- _ACTION ITEM_
The answer must consist of the records, repeated exactly.

Stored data entries:

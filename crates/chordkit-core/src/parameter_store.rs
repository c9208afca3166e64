//! Parameter collection trait.
//!
//! Parameters are addressed by a stable integer id that equals their index
//! in the collection. A plugin's parameter struct only has to list its
//! cells; lookups, range checks and formatting come from the defaults here.

use crate::parameter_info::{GroupId, GroupInfo, ParameterInfo};
use crate::parameter_types::ParameterRef;
use crate::types::{ParameterId, ParameterValue};

/// Collection of parameters shared between the control and processing
/// threads.
pub trait ParameterStore: Send + Sync {
    /// Number of parameters.
    fn count(&self) -> usize;

    /// Parameter at `index`.
    fn parameter(&self, index: usize) -> Option<&dyn ParameterRef>;

    /// Number of parameter groups.
    fn group_count(&self) -> usize {
        0
    }

    /// Group at `index`.
    fn group(&self, _index: usize) -> Option<GroupInfo> {
        None
    }

    /// Metadata of the parameter at `index`.
    fn info(&self, index: usize) -> Option<&ParameterInfo> {
        self.parameter(index).map(|p| p.info())
    }

    /// Parameter with id `id`.
    fn by_id(&self, id: ParameterId) -> Option<&dyn ParameterRef> {
        self.parameter(id as usize)
    }

    /// Current value of `id`, `None` for unknown ids.
    fn get(&self, id: ParameterId) -> Option<ParameterValue> {
        self.by_id(id).map(|p| p.get_plain())
    }

    /// Set `id` to `value`. Returns `false` for unknown ids and rejected values.
    fn set(&self, id: ParameterId, value: ParameterValue) -> bool {
        match self.by_id(id) {
            Some(parameter) => parameter.set_plain(value),
            None => {
                log::debug!("set on unknown parameter {id}");
                false
            }
        }
    }

    /// Display string for `value` as parameter `id` would show it.
    fn format(&self, id: ParameterId, value: ParameterValue) -> Option<String> {
        self.by_id(id)
            .map(|p| p.info().formatter.format(f64::from(value)))
    }

    /// Parse a display string for parameter `id`.
    fn parse(&self, id: ParameterId, text: &str) -> Option<ParameterValue> {
        self.by_id(id)
            .and_then(|p| p.info().formatter.parse(text))
            .map(|v| v as ParameterValue)
    }

    /// Find a parameter id by symbol (linear search).
    fn find_by_symbol(&self, symbol: &str) -> Option<ParameterId> {
        (0..self.count())
            .filter_map(|i| self.info(i))
            .find(|info| info.symbol == symbol)
            .map(|info| info.id)
    }

    /// Find a group id by name (linear search).
    fn find_group_by_name(&self, name: &str) -> Option<GroupId> {
        (0..self.group_count())
            .filter_map(|i| self.group(i))
            .find(|group| group.name == name)
            .map(|group| group.id)
    }

    /// Restore every parameter to its default.
    fn reset_all(&self) {
        for i in 0..self.count() {
            if let Some(parameter) = self.parameter(i) {
                parameter.reset();
            }
        }
    }
}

- _RESPONSE TO THE TASK_
filename crates/chordkit-core/src/parameter_store.rs
repository c9208afca3166e64
//! Parameter collection trait.
//!
//! Parameters are addressed by a stable integer id that equals their index
//! in the collection. A plugin's parameter struct only has to list its
//! cells; lookups, range checks and formatting come from the defaults here.

use crate::parameter_info::{GroupId, GroupInfo, ParameterInfo};
use crate::parameter_types::ParameterRef;
use crate::types::{ParameterId, ParameterValue};

/// Collection of parameters shared between the control and processing
/// threads.
pub trait ParameterStore: Send + Sync {
    /// Number of parameters.
    fn count(&self) -> usize;

    /// Parameter at `index`.
    fn parameter(&self, index: usize) -> Option<&dyn ParameterRef>;

    /// Number of parameter groups.
    fn group_count(&self) -> usize {
        0
    }

    /// Group at `index`.
    fn group(&self, _index: usize) -> Option<GroupInfo> {
        None
    }

    /// Metadata of the parameter at `index`.
    fn info(&self, index: usize) -> Option<&ParameterInfo> {
        self.parameter(index).map(|p| p.info())
    }

    /// Parameter with id `id`.
    fn by_id(&self, id: ParameterId) -> Option<&dyn ParameterRef> {
        self.parameter(id as usize)
    }

    /// Current value of `id`, `None` for unknown ids.
    fn get(&self, id: ParameterId) -> Option<ParameterValue> {
        self.by_id(id).map(|p| p.get_plain())
    }

    /// Set `id` to `value`. Returns `false` for unknown ids and rejected values.
    fn set(&self, id: ParameterId, value: ParameterValue) -> bool {
        match self.by_id(id) {
            Some(parameter) => parameter.set_plain(value),
            None => {
                log::debug!("set on unknown parameter {id}");
                false
            }
        }
    }

    /// Display string for `value` as parameter `id` would show it.
    fn format(&self, id: ParameterId, value: ParameterValue) -> Option<String> {
        self.by_id(id)
            .map(|p| p.info().formatter.format(f64::from(value)))
    }

    /// Parse a display string for parameter `id`.
    fn parse(&self, id: ParameterId, text: &str) -> Option<ParameterValue> {
        self.by_id(id)
            .and_then(|p| p.info().formatter.parse(text))
            .map(|v| v as ParameterValue)
    }

    /// Find a parameter id by symbol (linear search).
    fn find_by_symbol(&self, symbol: &str) -> Option<ParameterId> {
        (0..self.count())
            .filter_map(|i| self.info(i))
            .find(|info| info.symbol == symbol)
            .map(|info| info.id)
    }

    /// Find a group id by name (linear search).
    fn find_group_by_name(&self, name: &str) -> Option<GroupId> {
        (0..self.group_count())
            .filter_map(|i| self.group(i))
            .find(|group| group.name == name)
            .map(|group| group.id)
    }

    /// Restore every parameter to its default.
    fn reset_all(&self) {
        for i in 0..self.count() {
            if let Some(parameter) = self.parameter(i) {
                parameter.reset();
            }
        }
    }
}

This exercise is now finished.